I love this question!
I teach Chemistry at various levels and this concept around ATP hydrolysis causes more issues for my students than any other. Often, this is the first time that a student meets a concrete example of bonding (in a Biology class) and they so often walk away with the wrong idea about the processes of bond forming and breaking.
Breaking a bond, in isolation, never releases energy. Bonding is a stable state compared to the unbonded species, where opposite charges are closer together when bonded compared to unbonded and the whole system is at a lower (electrical) potential energy. The bond broken in the hydrolysis of ATP is no different. It is a fairly weak bond, but still requires energy to be broken.
The reason there is energy released in the process is because the products formed (ADP and hydrogenphosphate/phosphate) have stronger covalent bonds (plus intermolecular forces with the surrounding solution and dissolved ions) than the starting materials. This is the case for any exothermic process. As you break the P-O bond in ATP a new P-O bond is formed in the hydrogenphosphate, but you also need to look at the interactions of the starting materials compared to the products with the solution. We should also note that the water that attacks the phosphate group in the hydrolysis reaction will then need to be deprotonated and the hydrogenphosphate ion formed will partially dissociate to phosphate, so there's a lot going on!
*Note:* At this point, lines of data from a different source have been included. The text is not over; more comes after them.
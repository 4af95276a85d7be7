use std::sync::Arc;

use tokio::io::{AsyncReadExt, AsyncWriteExt};
use tokio::net::{TcpListener, TcpStream};
use tokio::sync::mpsc;
use uuid::Uuid;

use sockbridge_net::{ConnectError, ConnectParseStatus, ConnectParser, split_target};

use crate::config::ProxyConfig;
use crate::error::ProxyError;
use crate::events::{ProxyEvents, TunnelEvent, TunnelEventKind, event_channel};
use crate::socks::connect_via_socks;
use crate::tunnel::{splice, teardown};

const BAD_REQUEST_RESPONSE: &[u8] = b"HTTP/1.1 400 Bad Request\r\n\r\n";
const METHOD_NOT_ALLOWED_RESPONSE: &[u8] = b"HTTP/1.1 405 Method Not Allowed\r\n\r\n";
const HANDSHAKE_FAILED_RESPONSE: &[u8] = b"HTTP/1.1 500 Internal Server Error\r\n\r\n";

pub struct Proxy {
    state: Arc<ProxyState>,
}

struct ProxyState {
    config: ProxyConfig,
    sender: mpsc::Sender<TunnelEvent>,
}

impl Proxy {
    pub fn new(config: ProxyConfig) -> (Self, ProxyEvents) {
        let (sender, events) = event_channel();
        (
            Self {
                state: Arc::new(ProxyState { config, sender }),
            },
            events,
        )
    }

    pub async fn run(&self) -> Result<(), ProxyError> {
        let addr = format!(
            "{}:{}",
            self.state.config.listen.host, self.state.config.listen.port
        );
        let listener = TcpListener::bind(&addr)
            .await
            .map_err(|err| ProxyError::Runtime(err.to_string()))?;
        self.serve(listener).await
    }

    /// Accept loop over an already-bound listener. `run` binds from config;
    /// tests bind an ephemeral port themselves.
    pub async fn serve(&self, listener: TcpListener) -> Result<(), ProxyError> {
        loop {
            let (stream, _) = listener
                .accept()
                .await
                .map_err(|err| ProxyError::Runtime(err.to_string()))?;
            let state = Arc::clone(&self.state);
            tokio::spawn(async move {
                if let Err(err) = handle_connection(state, stream).await {
                    let _ = err;
                }
            });
        }
    }
}

async fn handle_connection(state: Arc<ProxyState>, mut client: TcpStream) -> Result<(), ProxyError> {
    let id = Uuid::new_v4();
    let mut parser = ConnectParser::new();
    let mut temp = vec![0u8; 8192];

    let (target, head) = loop {
        let n = client.read(&mut temp).await?;
        if n == 0 {
            return Ok(());
        }
        match parser.push(&temp[..n]) {
            ConnectParseStatus::NeedMore => continue,
            ConnectParseStatus::Complete { target, head } => break (target, head),
            ConnectParseStatus::Error { error } => {
                let response = match error {
                    ConnectError::MethodNotConnect { .. } => METHOD_NOT_ALLOWED_RESPONSE,
                    _ => BAD_REQUEST_RESPONSE,
                };
                return reject(state, id, client, response, format!("{error:?}")).await;
            }
        }
    };

    let Some((host, port)) = split_target(&target) else {
        let reason = format!("target {target:?} is not host:port");
        return reject(state, id, client, BAD_REQUEST_RESPONSE, reason).await;
    };

    let socks = connect_via_socks(
        &host,
        port,
        &state.config.socks.host,
        state.config.socks.port,
        state.config.socks.timeout(),
    )
    .await;

    match socks {
        Ok((socks, _bound)) => {
            let _ = state
                .sender
                .send(TunnelEvent {
                    id,
                    kind: TunnelEventKind::Established {
                        target: target.clone(),
                    },
                })
                .await;

            let (to_socks, to_http) = match splice(client, socks, &head, id, &state.sender).await {
                Ok(counts) => counts,
                Err(_) => (0, 0),
            };

            let _ = state
                .sender
                .send(TunnelEvent {
                    id,
                    kind: TunnelEventKind::Closed {
                        target,
                        to_socks,
                        to_http,
                    },
                })
                .await;
        }
        Err(err) => {
            // The SOCKS socket, when one existed, was already destroyed on
            // the handshake's error path.
            let _ = client.write_all(HANDSHAKE_FAILED_RESPONSE).await;
            let _ = state
                .sender
                .send(TunnelEvent {
                    id,
                    kind: TunnelEventKind::HandshakeFailed {
                        target,
                        reason: err.to_string(),
                    },
                })
                .await;
            teardown(client, None).await;
        }
    }

    Ok(())
}

async fn reject(
    state: Arc<ProxyState>,
    id: Uuid,
    mut client: TcpStream,
    response: &[u8],
    reason: String,
) -> Result<(), ProxyError> {
    let _ = client.write_all(response).await;
    let _ = client.shutdown().await;
    let _ = state
        .sender
        .send(TunnelEvent {
            id,
            kind: TunnelEventKind::BadRequest { reason },
        })
        .await;
    Ok(())
}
Also, it is worth noting that when people say "energy is released in ATP hydrolysis" they are normally referring to Gibbs Free Energy, which also includes the contribution made by the system entropy change (times temperature) as well as the enthalpy change (determined by bond and other electrostatic interaction strength). In the case of ATP hydrolysis, under most conditions, we also have an increase in the entropy of the system and this drives the process to be even more exergonic (favorable, can be used to drive other processes) than the enthalpy alone would suggest.
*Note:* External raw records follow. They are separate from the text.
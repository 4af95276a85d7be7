use super::client::{REPLY_LEN, parse_connect_reply};
use super::types::{SocksError, SocksResponse};

#[derive(Debug, Clone, PartialEq, Eq)]
pub enum ReplyParseStatus {
    NeedMore,
    Complete { response: SocksResponse },
    Error { error: SocksError },
}

/// Accumulates the fixed 8-byte CONNECT reply. Anything past the eighth
/// cumulative byte is a protocol violation, never pending tunnel data:
/// the relay must not start until the reply is fully consumed.
#[derive(Debug, Default)]
pub struct ReplyParser {
    buf: [u8; REPLY_LEN],
    filled: usize,
}

impl ReplyParser {
    pub fn new() -> Self {
        Self::default()
    }

    pub fn push(&mut self, bytes: &[u8]) -> ReplyParseStatus {
        if self.filled + bytes.len() > REPLY_LEN {
            return ReplyParseStatus::Error {
                error: SocksError::Overflow,
            };
        }

        self.buf[self.filled..self.filled + bytes.len()].copy_from_slice(bytes);
        self.filled += bytes.len();

        if self.filled < REPLY_LEN {
            return ReplyParseStatus::NeedMore;
        }

        match parse_connect_reply(&self.buf) {
            Ok(response) => ReplyParseStatus::Complete { response },
            Err(error) => ReplyParseStatus::Error { error },
        }
    }
}

#[cfg(test)]
mod tests {
    use super::{ReplyParseStatus, ReplyParser};
    use crate::socks::SocksError;

    #[test]
    fn parses_reply_across_chunks() {
        let mut parser = ReplyParser::new();

        assert!(matches!(
            parser.push(&[0x00, 0x5a, 0x01]),
            ReplyParseStatus::NeedMore
        ));
        match parser.push(&[0xbb, 0x01, 0x02, 0x03, 0x04]) {
            ReplyParseStatus::Complete { response } => {
                assert_eq!(response.port, 443);
                assert_eq!(response.address_string(), "1.2.3.4");
            }
            other => panic!("unexpected status {other:?}"),
        }
    }

    #[test]
    fn single_oversized_chunk_overflows() {
        let mut parser = ReplyParser::new();
        let status = parser.push(&[0x00, 0x5a, 0x00, 0x00, 0x00, 0x00, 0x00, 0x00, 0xff]);
        assert!(matches!(
            status,
            ReplyParseStatus::Error {
                error: SocksError::Overflow
            }
        ));
    }

    #[test]
    fn cumulative_surplus_overflows() {
        let mut parser = ReplyParser::new();
        assert!(matches!(
            parser.push(&[0x00, 0x5a, 0x00, 0x00, 0x00]),
            ReplyParseStatus::NeedMore
        ));
        assert!(matches!(
            parser.push(&[0x00, 0x00, 0x00, 0xff]),
            ReplyParseStatus::Error {
                error: SocksError::Overflow
            }
        ));
    }

    #[test]
    fn surfaces_reply_validation_errors() {
        let mut parser = ReplyParser::new();
        let status = parser.push(&[0x01, 0x5a, 0x00, 0x00, 0x00, 0x00, 0x00, 0x00]);
        assert!(matches!(
            status,
            ReplyParseStatus::Error {
                error: SocksError::InvalidNull { found: 0x01 }
            }
        ));
    }
}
Please understand: the chemistry involved here is actually very complex and the total usable energy made available depends on many factors beyond the structures of the starting materials and the products. To truly understand ATP hydrolysis requires knowledge of all species' concentrations (as this affects the driving force) including various dissolved ionic species that aren't normally included in the simple reaction equation.
To answer your last part, bond formation from isolated species always releases energy as opposite charges are getting closer together and potential energy is decreasing.